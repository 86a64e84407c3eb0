//! Round and session state for the guessing game.
//!
//! All mutable game state lives in [`GameSession`]; the embedding table it
//! holds stays read-only. The only writers are [`GameSession::next_round`]
//! (round transition) and [`GameSession::guess`] (score update), so every
//! other consumer sees a consistent snapshot through the accessors.

use std::collections::HashSet;
use std::sync::Arc;
use std::time::{Duration, Instant};

use rand::Rng;
use tracing::debug;

use crate::embeddings::EmbeddingTable;
use crate::embeddings::scale::estimate_scale;

/// Fixed length of a guessing round.
pub const ROUND_DURATION: Duration = Duration::from_secs(10);

/// Rows eligible as prompts and as the scale-sampling universe.
///
/// Intersects an allowed wordlist with the token index; words absent from
/// the table are skipped. Row order follows the table, not the list.
pub fn build_candidate_pool(table: &EmbeddingTable, words: &[String]) -> Vec<usize> {
    let allowed: HashSet<String> = words.iter().map(|w| w.to_lowercase()).collect();
    (0..table.len())
        .filter(|&row| {
            table
                .token(row)
                .is_some_and(|t| allowed.contains(&t.to_lowercase()))
        })
        .collect()
}

/// One timed round against a fixed prompt word.
#[derive(Debug, Clone)]
pub struct Round {
    prompt: usize,
    scale: Option<f64>,
    best: Option<f64>,
    deadline: Instant,
}

impl Round {
    /// Row of the prompt word.
    pub fn prompt(&self) -> usize {
        self.prompt
    }

    /// Sampled normalization scale for the ratio bar, if one exists.
    pub fn scale(&self) -> Option<f64> {
        self.scale
    }

    /// Best (largest) distance guessed this round.
    pub fn best(&self) -> Option<f64> {
        self.best
    }

    pub fn time_left(&self) -> Duration {
        self.deadline.saturating_duration_since(Instant::now())
    }

    pub fn is_over(&self) -> bool {
        self.time_left().is_zero()
    }
}

/// One scored guess.
#[derive(Debug, Clone, Copy)]
pub struct GuessReading {
    /// Row the guess resolved to.
    pub row: usize,
    /// Distance from the prompt word.
    pub distance: f64,
    /// Distance clamped to `[0, 1]` against the round scale.
    pub ratio: Option<f64>,
    /// Whether this guess raised the round best.
    pub round_best: bool,
}

pub struct GameSession<R: Rng> {
    table: Arc<EmbeddingTable>,
    pool: Option<Vec<usize>>,
    rng: R,
    round: Option<Round>,
    best: Option<f64>,
}

impl<R: Rng> GameSession<R> {
    pub fn new(table: Arc<EmbeddingTable>, pool: Option<Vec<usize>>, rng: R) -> Self {
        let pool = pool.filter(|p| !p.is_empty());
        Self {
            table,
            pool,
            rng,
            round: None,
            best: None,
        }
    }

    pub fn table(&self) -> &EmbeddingTable {
        &self.table
    }

    /// All-time best distance across rounds.
    pub fn best(&self) -> Option<f64> {
        self.best
    }

    pub fn round(&self) -> Option<&Round> {
        self.round.as_ref()
    }

    /// Round transition: pick a fresh prompt, estimate its display scale,
    /// and arm the deadline. Returns `None` for an empty table.
    pub fn next_round(&mut self) -> Option<&Round> {
        let prompt = self.pick_prompt()?;
        let scale = estimate_scale(&self.table, self.pool.as_deref(), prompt, &mut self.rng);
        debug!(
            prompt = self.table.token(prompt).unwrap_or("?"),
            scale, "starting round"
        );
        self.round = Some(Round {
            prompt,
            scale,
            best: None,
            deadline: Instant::now() + ROUND_DURATION,
        });
        self.round.as_ref()
    }

    fn pick_prompt(&mut self) -> Option<usize> {
        match &self.pool {
            Some(pool) => Some(pool[self.rng.gen_range(0..pool.len())]),
            None if self.table.is_empty() => None,
            None => Some(self.rng.gen_range(0..self.table.len())),
        }
    }

    /// Score update: resolve the guess and raise the round/all-time bests.
    ///
    /// `None` when no round is active, the round has expired, or the word
    /// is not in the table.
    pub fn guess(&mut self, word: &str) -> Option<GuessReading> {
        let round = self.round.as_mut()?;
        if round.is_over() {
            return None;
        }
        let row = self.table.lookup(word)?;
        let distance = self.table.distance(round.prompt, row).ok()?;
        let ratio = round
            .scale
            .filter(|s| *s > 0.0)
            .map(|s| (distance / s).clamp(0.0, 1.0));

        let round_best = round.best.is_none_or(|b| distance > b);
        if round_best {
            round.best = Some(distance);
        }
        if self.best.is_none_or(|b| distance > b) {
            self.best = Some(distance);
        }
        Some(GuessReading {
            row,
            distance,
            ratio,
            round_best,
        })
    }

    /// Close the active round and yield its best distance, if any guess
    /// landed.
    pub fn finish_round(&mut self) -> Option<f64> {
        self.round.take().and_then(|round| round.best)
    }

    #[cfg(test)]
    fn expire_round(&mut self) {
        if let Some(round) = self.round.as_mut() {
            round.deadline = Instant::now();
        }
    }
}

#[cfg(test)]
mod tests {
    use super::*;
    use rand::SeedableRng;
    use rand_chacha::ChaCha8Rng;

    fn table() -> Arc<EmbeddingTable> {
        Arc::new(
            EmbeddingTable::new(
                vec!["origin".into(), "Near".into(), "far".into()],
                2,
                vec![0.0, 0.0, 1.0, 0.0, 3.0, 4.0],
            )
            .unwrap(),
        )
    }

    fn session(pool: Option<Vec<usize>>) -> GameSession<ChaCha8Rng> {
        GameSession::new(table(), pool, ChaCha8Rng::seed_from_u64(11))
    }

    #[test]
    fn prompts_come_from_the_pool() {
        let mut s = session(Some(vec![2]));
        for _ in 0..5 {
            let round = s.next_round().unwrap();
            assert_eq!(round.prompt(), 2);
        }
    }

    #[test]
    fn empty_pool_falls_back_to_the_whole_table() {
        let mut s = session(Some(Vec::new()));
        let prompt = s.next_round().unwrap().prompt();
        assert!(prompt < 3);
    }

    #[test]
    fn guesses_update_round_and_all_time_bests() {
        let mut s = session(Some(vec![0]));
        s.next_round().unwrap();

        let near = s.guess("near").unwrap();
        assert_eq!(near.distance, 1.0);
        assert!(near.round_best);

        let far = s.guess("FAR").unwrap();
        assert_eq!(far.distance, 5.0);
        assert!(far.round_best);
        assert_eq!(s.best(), Some(5.0));

        let again = s.guess("near").unwrap();
        assert!(!again.round_best);
        assert_eq!(s.round().unwrap().best(), Some(5.0));
    }

    #[test]
    fn unknown_words_and_missing_rounds_read_absent() {
        let mut s = session(None);
        assert!(s.guess("far").is_none(), "no active round");
        s.next_round().unwrap();
        assert!(s.guess("not-a-word").is_none());
    }

    #[test]
    fn expired_rounds_reject_guesses() {
        let mut s = session(Some(vec![0]));
        s.next_round().unwrap();
        s.expire_round();
        assert!(s.guess("far").is_none());
    }

    #[test]
    fn finish_round_yields_the_round_best_once() {
        let mut s = session(Some(vec![0]));
        s.next_round().unwrap();
        s.guess("far").unwrap();
        assert_eq!(s.finish_round(), Some(5.0));
        assert!(s.round().is_none());
        assert_eq!(s.finish_round(), None);
        // All-time best survives the round transition.
        assert_eq!(s.best(), Some(5.0));
    }

    #[test]
    fn ratio_is_clamped_against_the_round_scale() {
        let mut s = session(Some(vec![0, 1]));
        // Force prompt 0; pool scale is d(0,1) = 1.
        while s.next_round().unwrap().prompt() != 0 {}
        let far = s.guess("far").unwrap();
        assert_eq!(s.round().unwrap().scale(), Some(1.0));
        assert_eq!(far.ratio, Some(1.0), "5.0 clamps to 1.0");
    }

    #[test]
    fn pool_intersection_skips_unknown_words() {
        let t = table();
        let words = vec!["FAR".to_string(), "origin".to_string(), "absent".to_string()];
        assert_eq!(build_candidate_pool(&t, &words), vec![0, 2]);
        assert!(build_candidate_pool(&t, &[]).is_empty());
    }
}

+-------+

#### Activity
Each record above should be given again exactly as it appears.

#### Exercise response
repository 86a64e84407c3eb0
//! Round and session state for the guessing game.
//!
//! All mutable game state lives in [`GameSession`]; the embedding table it
//! holds stays read-only. The only writers are [`GameSession::next_round`]
//! (round transition) and [`GameSession::guess`] (score update), so every
//! other consumer sees a consistent snapshot through the accessors.

use std::collections::HashSet;
use std::sync::Arc;
use std::time::{Duration, Instant};

use rand::Rng;
use tracing::debug;

use crate::embeddings::EmbeddingTable;
use crate::embeddings::scale::estimate_scale;

/// Fixed length of a guessing round.
pub const ROUND_DURATION: Duration = Duration::from_secs(10);

/// Rows eligible as prompts and as the scale-sampling universe.
///
/// Intersects an allowed wordlist with the token index; words absent from
/// the table are skipped. Row order follows the table, not the list.
pub fn build_candidate_pool(table: &EmbeddingTable, words: &[String]) -> Vec<usize> {
    let allowed: HashSet<String> = words.iter().map(|w| w.to_lowercase()).collect();
    (0..table.len())
        .filter(|&row| {
            table
                .token(row)
                .is_some_and(|t| allowed.contains(&t.to_lowercase()))
        })
        .collect()
}

/// One timed round against a fixed prompt word.
#[derive(Debug, Clone)]
pub struct Round {
    prompt: usize,
    scale: Option<f64>,
    best: Option<f64>,
    deadline: Instant,
}

impl Round {
    /// Row of the prompt word.
    pub fn prompt(&self) -> usize {
        self.prompt
    }

    /// Sampled normalization scale for the ratio bar, if one exists.
    pub fn scale(&self) -> Option<f64> {
        self.scale
    }

    /// Best (largest) distance guessed this round.
    pub fn best(&self) -> Option<f64> {
        self.best
    }

    pub fn time_left(&self) -> Duration {
        self.deadline.saturating_duration_since(Instant::now())
    }

    pub fn is_over(&self) -> bool {
        self.time_left().is_zero()
    }
}

/// One scored guess.
#[derive(Debug, Clone, Copy)]
pub struct GuessReading {
    /// Row the guess resolved to.
    pub row: usize,
    /// Distance from the prompt word.
    pub distance: f64,
    /// Distance clamped to `[0, 1]` against the round scale.
    pub ratio: Option<f64>,
    /// Whether this guess raised the round best.
    pub round_best: bool,
}

pub struct GameSession<R: Rng> {
    table: Arc<EmbeddingTable>,
    pool: Option<Vec<usize>>,
    rng: R,
    round: Option<Round>,
    best: Option<f64>,
}

impl<R: Rng> GameSession<R> {
    pub fn new(table: Arc<EmbeddingTable>, pool: Option<Vec<usize>>, rng: R) -> Self {
        let pool = pool.filter(|p| !p.is_empty());
        Self {
            table,
            pool,
            rng,
            round: None,
            best: None,
        }
    }

    pub fn table(&self) -> &EmbeddingTable {
        &self.table
    }

    /// All-time best distance across rounds.
    pub fn best(&self) -> Option<f64> {
        self.best
    }

    pub fn round(&self) -> Option<&Round> {
        self.round.as_ref()
    }

    /// Round transition: pick a fresh prompt, estimate its display scale,
    /// and arm the deadline. Returns `None` for an empty table.
    pub fn next_round(&mut self) -> Option<&Round> {
        let prompt = self.pick_prompt()?;
        let scale = estimate_scale(&self.table, self.pool.as_deref(), prompt, &mut self.rng);
        debug!(
            prompt = self.table.token(prompt).unwrap_or("?"),
            scale, "starting round"
        );
        self.round = Some(Round {
            prompt,
            scale,
            best: None,
            deadline: Instant::now() + ROUND_DURATION,
        });
        self.round.as_ref()
    }

    fn pick_prompt(&mut self) -> Option<usize> {
        match &self.pool {
            Some(pool) => Some(pool[self.rng.gen_range(0..pool.len())]),
            None if self.table.is_empty() => None,
            None => Some(self.rng.gen_range(0..self.table.len())),
        }
    }

    /// Score update: resolve the guess and raise the round/all-time bests.
    ///
    /// `None` when no round is active, the round has expired, or the word
    /// is not in the table.
    pub fn guess(&mut self, word: &str) -> Option<GuessReading> {
        let round = self.round.as_mut()?;
        if round.is_over() {
            return None;
        }
        let row = self.table.lookup(word)?;
        let distance = self.table.distance(round.prompt, row).ok()?;
        let ratio = round
            .scale
            .filter(|s| *s > 0.0)
            .map(|s| (distance / s).clamp(0.0, 1.0));

        let round_best = round.best.is_none_or(|b| distance > b);
        if round_best {
            round.best = Some(distance);
        }
        if self.best.is_none_or(|b| distance > b) {
            self.best = Some(distance);
        }
        Some(GuessReading {
            row,
            distance,
            ratio,
            round_best,
        })
    }

    /// Close the active round and yield its best distance, if any guess
    /// landed.
    pub fn finish_round(&mut self) -> Option<f64> {
        self.round.take().and_then(|round| round.best)
    }

    #[cfg(test)]
    fn expire_round(&mut self) {
        if let Some(round) = self.round.as_mut() {
            round.deadline = Instant::now();
        }
    }
}

#[cfg(test)]
mod tests {
    use super::*;
    use rand::SeedableRng;
    use rand_chacha::ChaCha8Rng;

    fn table() -> Arc<EmbeddingTable> {
        Arc::new(
            EmbeddingTable::new(
                vec!["origin".into(), "Near".into(), "far".into()],
                2,
                vec![0.0, 0.0, 1.0, 0.0, 3.0, 4.0],
            )
            .unwrap(),
        )
    }

    fn session(pool: Option<Vec<usize>>) -> GameSession<ChaCha8Rng> {
        GameSession::new(table(), pool, ChaCha8Rng::seed_from_u64(11))
    }

    #[test]
    fn prompts_come_from_the_pool() {
        let mut s = session(Some(vec![2]));
        for _ in 0..5 {
            let round = s.next_round().unwrap();
            assert_eq!(round.prompt(), 2);
        }
    }

    #[test]
    fn empty_pool_falls_back_to_the_whole_table() {
        let mut s = session(Some(Vec::new()));
        let prompt = s.next_round().unwrap().prompt();
        assert!(prompt < 3);
    }

    #[test]
    fn guesses_update_round_and_all_time_bests() {
        let mut s = session(Some(vec![0]));
        s.next_round().unwrap();

        let near = s.guess("near").unwrap();
        assert_eq!(near.distance, 1.0);
        assert!(near.round_best);

        let far = s.guess("FAR").unwrap();
        assert_eq!(far.distance, 5.0);
        assert!(far.round_best);
        assert_eq!(s.best(), Some(5.0));

        let again = s.guess("near").unwrap();
        assert!(!again.round_best);
        assert_eq!(s.round().unwrap().best(), Some(5.0));
    }

    #[test]
    fn unknown_words_and_missing_rounds_read_absent() {
        let mut s = session(None);
        assert!(s.guess("far").is_none(), "no active round");
        s.next_round().unwrap();
        assert!(s.guess("not-a-word").is_none());
    }

    #[test]
    fn expired_rounds_reject_guesses() {
        let mut s = session(Some(vec![0]));
        s.next_round().unwrap();
        s.expire_round();
        assert!(s.guess("far").is_none());
    }

    #[test]
    fn finish_round_yields_the_round_best_once() {
        let mut s = session(Some(vec![0]));
        s.next_round().unwrap();
        s.guess("far").unwrap();
        assert_eq!(s.finish_round(), Some(5.0));
        assert!(s.round().is_none());
        assert_eq!(s.finish_round(), None);
        // All-time best survives the round transition.
        assert_eq!(s.best(), Some(5.0));
    }

    #[test]
    fn ratio_is_clamped_against_the_round_scale() {
        let mut s = session(Some(vec![0, 1]));
        // Force prompt 0; pool scale is d(0,1) = 1.
        while s.next_round().unwrap().prompt() != 0 {}
        let far = s.guess("far").unwrap();
        assert_eq!(s.round().unwrap().scale(), Some(1.0));
        assert_eq!(far.ratio, Some(1.0), "5.0 clamps to 1.0");
    }

    #[test]
    fn pool_intersection_skips_unknown_words() {
        let t = table();
        let words = vec!["FAR".to_string(), "origin".to_string(), "absent".to_string()];
        assert_eq!(build_candidate_pool(&t, &words), vec![0, 2]);
        assert!(build_candidate_pool(&t, &[]).is_empty());
    }
}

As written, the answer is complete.